» Exercise prompt: From the material below, return every line that includes "closes".
__________________________________________________
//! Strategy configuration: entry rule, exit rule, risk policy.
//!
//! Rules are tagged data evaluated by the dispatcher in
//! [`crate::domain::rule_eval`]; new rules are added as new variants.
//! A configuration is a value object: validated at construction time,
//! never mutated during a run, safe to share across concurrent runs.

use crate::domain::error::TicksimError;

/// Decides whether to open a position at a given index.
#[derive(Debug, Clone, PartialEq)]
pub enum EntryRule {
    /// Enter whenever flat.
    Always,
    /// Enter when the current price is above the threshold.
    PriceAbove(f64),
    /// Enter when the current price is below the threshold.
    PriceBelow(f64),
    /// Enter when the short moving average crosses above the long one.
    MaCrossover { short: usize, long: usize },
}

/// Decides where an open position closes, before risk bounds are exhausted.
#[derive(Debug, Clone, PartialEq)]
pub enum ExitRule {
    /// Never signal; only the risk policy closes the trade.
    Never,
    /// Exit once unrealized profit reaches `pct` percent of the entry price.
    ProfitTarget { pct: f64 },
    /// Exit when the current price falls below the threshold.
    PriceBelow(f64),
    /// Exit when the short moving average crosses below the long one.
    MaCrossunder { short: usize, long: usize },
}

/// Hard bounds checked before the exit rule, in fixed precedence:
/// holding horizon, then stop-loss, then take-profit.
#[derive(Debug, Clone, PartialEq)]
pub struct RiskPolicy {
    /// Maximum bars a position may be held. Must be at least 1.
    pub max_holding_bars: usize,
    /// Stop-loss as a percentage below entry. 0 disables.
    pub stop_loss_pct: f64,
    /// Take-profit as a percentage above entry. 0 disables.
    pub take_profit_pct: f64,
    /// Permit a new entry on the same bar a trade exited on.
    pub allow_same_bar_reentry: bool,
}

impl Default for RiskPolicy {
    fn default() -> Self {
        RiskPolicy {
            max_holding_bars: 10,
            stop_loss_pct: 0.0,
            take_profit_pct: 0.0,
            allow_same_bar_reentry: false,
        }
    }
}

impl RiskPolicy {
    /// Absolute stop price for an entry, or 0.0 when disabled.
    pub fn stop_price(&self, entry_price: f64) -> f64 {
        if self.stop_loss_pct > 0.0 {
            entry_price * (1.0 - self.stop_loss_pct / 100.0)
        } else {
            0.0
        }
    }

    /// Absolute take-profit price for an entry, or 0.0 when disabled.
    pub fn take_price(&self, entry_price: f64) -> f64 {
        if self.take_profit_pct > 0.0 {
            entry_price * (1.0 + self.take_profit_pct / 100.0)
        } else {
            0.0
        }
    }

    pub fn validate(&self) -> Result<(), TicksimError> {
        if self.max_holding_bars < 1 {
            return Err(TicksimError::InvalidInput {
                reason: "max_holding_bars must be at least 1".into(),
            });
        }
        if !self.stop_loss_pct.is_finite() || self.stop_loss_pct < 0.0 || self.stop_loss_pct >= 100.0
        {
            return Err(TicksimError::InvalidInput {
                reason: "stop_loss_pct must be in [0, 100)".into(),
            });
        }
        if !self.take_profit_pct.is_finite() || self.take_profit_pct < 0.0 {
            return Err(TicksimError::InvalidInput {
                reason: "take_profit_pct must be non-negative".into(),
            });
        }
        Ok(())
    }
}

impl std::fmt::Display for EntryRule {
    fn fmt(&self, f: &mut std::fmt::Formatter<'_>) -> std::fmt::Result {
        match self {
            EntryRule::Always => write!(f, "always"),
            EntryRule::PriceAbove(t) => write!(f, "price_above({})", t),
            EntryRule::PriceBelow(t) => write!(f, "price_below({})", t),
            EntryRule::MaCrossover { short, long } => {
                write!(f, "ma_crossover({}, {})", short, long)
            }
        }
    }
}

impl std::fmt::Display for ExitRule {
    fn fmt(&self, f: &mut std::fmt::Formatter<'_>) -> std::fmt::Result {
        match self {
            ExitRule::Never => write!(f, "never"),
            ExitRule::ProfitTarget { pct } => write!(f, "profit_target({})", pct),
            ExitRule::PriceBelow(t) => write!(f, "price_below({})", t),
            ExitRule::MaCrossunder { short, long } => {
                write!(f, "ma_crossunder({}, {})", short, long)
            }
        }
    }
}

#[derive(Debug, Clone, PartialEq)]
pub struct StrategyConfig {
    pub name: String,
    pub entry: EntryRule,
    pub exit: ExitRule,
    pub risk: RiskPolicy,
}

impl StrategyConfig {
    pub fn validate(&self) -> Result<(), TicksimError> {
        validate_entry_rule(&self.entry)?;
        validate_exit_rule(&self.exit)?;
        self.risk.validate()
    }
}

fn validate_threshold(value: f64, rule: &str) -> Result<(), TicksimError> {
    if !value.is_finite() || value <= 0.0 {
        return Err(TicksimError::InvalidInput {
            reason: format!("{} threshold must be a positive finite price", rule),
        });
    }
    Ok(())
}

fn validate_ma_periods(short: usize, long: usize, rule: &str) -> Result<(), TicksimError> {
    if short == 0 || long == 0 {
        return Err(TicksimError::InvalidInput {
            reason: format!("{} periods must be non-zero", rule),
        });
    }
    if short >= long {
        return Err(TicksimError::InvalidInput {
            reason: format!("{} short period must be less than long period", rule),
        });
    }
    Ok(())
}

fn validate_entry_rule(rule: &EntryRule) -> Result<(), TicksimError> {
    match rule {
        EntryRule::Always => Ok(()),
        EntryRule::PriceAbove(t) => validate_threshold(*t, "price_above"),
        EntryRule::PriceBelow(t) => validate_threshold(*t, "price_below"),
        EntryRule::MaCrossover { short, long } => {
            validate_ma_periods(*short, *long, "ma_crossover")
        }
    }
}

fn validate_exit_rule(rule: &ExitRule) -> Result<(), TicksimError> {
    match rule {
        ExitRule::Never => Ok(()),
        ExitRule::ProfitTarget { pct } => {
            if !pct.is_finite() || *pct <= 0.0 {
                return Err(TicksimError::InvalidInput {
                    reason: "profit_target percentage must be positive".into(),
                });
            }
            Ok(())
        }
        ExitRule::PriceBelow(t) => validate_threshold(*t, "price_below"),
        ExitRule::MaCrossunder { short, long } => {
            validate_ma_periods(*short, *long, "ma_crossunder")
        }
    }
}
__________________________________________________
» Written response:
/// Decides where an open position closes, before risk bounds are exhausted.
    /// Never signal; only the risk policy closes the trade.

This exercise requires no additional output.